→ INPUT DATA
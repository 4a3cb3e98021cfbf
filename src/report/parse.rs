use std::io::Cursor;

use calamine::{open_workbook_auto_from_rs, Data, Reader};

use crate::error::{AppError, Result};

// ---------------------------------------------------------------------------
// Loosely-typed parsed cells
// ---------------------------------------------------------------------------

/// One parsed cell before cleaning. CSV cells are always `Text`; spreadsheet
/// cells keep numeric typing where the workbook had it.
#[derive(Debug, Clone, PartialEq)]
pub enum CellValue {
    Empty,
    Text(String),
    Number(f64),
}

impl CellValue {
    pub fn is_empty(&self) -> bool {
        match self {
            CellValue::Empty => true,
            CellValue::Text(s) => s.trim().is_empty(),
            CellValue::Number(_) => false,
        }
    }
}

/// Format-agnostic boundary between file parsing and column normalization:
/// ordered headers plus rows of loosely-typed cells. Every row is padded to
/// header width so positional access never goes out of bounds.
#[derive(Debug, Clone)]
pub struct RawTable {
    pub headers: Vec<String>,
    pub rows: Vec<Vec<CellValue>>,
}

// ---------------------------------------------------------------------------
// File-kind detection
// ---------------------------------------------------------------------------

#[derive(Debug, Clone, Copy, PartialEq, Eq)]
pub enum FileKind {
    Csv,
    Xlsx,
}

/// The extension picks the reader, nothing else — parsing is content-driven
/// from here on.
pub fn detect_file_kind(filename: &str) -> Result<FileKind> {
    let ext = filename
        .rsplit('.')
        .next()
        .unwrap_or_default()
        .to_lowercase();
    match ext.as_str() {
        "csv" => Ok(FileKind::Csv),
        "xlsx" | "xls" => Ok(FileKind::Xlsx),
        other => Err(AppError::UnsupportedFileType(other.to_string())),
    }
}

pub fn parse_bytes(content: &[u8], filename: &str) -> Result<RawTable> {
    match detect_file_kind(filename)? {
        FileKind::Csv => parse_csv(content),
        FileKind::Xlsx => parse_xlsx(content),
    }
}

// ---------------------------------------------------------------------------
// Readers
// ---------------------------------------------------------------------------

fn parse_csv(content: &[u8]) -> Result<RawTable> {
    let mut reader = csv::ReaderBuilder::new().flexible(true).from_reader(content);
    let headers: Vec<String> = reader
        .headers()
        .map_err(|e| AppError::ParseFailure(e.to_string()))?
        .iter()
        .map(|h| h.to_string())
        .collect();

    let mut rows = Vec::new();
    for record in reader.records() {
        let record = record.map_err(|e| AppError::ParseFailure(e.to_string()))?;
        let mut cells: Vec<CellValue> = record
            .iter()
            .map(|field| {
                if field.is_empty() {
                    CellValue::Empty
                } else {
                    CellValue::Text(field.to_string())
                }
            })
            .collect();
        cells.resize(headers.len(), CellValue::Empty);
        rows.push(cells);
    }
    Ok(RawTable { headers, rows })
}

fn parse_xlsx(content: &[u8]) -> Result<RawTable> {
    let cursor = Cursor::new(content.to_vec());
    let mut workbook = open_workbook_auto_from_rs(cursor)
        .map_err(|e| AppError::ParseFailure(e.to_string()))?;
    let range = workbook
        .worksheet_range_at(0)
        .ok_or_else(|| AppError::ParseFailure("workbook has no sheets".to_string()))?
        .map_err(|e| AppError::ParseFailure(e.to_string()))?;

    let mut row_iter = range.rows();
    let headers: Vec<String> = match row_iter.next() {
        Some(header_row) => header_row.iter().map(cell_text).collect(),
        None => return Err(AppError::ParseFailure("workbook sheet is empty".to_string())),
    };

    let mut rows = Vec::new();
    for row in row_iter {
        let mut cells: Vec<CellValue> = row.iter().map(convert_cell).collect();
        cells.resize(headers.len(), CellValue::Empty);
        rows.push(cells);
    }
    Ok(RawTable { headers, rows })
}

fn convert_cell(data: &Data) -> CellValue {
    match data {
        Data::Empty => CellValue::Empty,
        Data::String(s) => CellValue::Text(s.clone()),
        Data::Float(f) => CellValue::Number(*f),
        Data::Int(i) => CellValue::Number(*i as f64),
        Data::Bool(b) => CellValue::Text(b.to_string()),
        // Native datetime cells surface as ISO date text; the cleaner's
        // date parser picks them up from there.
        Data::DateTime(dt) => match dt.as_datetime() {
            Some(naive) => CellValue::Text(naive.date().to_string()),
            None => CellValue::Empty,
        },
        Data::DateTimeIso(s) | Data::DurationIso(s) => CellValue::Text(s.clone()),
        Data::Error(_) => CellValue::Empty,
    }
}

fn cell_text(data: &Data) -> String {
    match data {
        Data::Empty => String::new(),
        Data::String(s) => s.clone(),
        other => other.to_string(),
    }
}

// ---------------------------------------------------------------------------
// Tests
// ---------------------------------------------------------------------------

---

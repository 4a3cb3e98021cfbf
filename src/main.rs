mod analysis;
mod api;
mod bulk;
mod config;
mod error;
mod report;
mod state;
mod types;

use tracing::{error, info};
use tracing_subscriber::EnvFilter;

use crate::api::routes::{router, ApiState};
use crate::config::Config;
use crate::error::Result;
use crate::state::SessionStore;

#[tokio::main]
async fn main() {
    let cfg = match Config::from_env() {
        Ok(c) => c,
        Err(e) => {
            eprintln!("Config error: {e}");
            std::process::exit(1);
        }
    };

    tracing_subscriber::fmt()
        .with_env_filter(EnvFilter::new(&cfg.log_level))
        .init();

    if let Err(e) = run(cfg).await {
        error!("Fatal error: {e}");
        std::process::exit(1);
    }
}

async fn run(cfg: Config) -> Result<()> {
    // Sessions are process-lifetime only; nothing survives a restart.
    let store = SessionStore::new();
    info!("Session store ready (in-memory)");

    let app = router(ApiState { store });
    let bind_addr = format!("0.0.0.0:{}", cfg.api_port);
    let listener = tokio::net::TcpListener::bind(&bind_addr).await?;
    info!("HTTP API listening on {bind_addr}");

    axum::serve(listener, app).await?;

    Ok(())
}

→ ACTIVITY
Copy task for the entries above: every line with the string "listener".

→ OUTPUT OF THE TASK
    let listener = tokio::net::TcpListener::bind(&bind_addr).await?;
    axum::serve(listener, app).await?;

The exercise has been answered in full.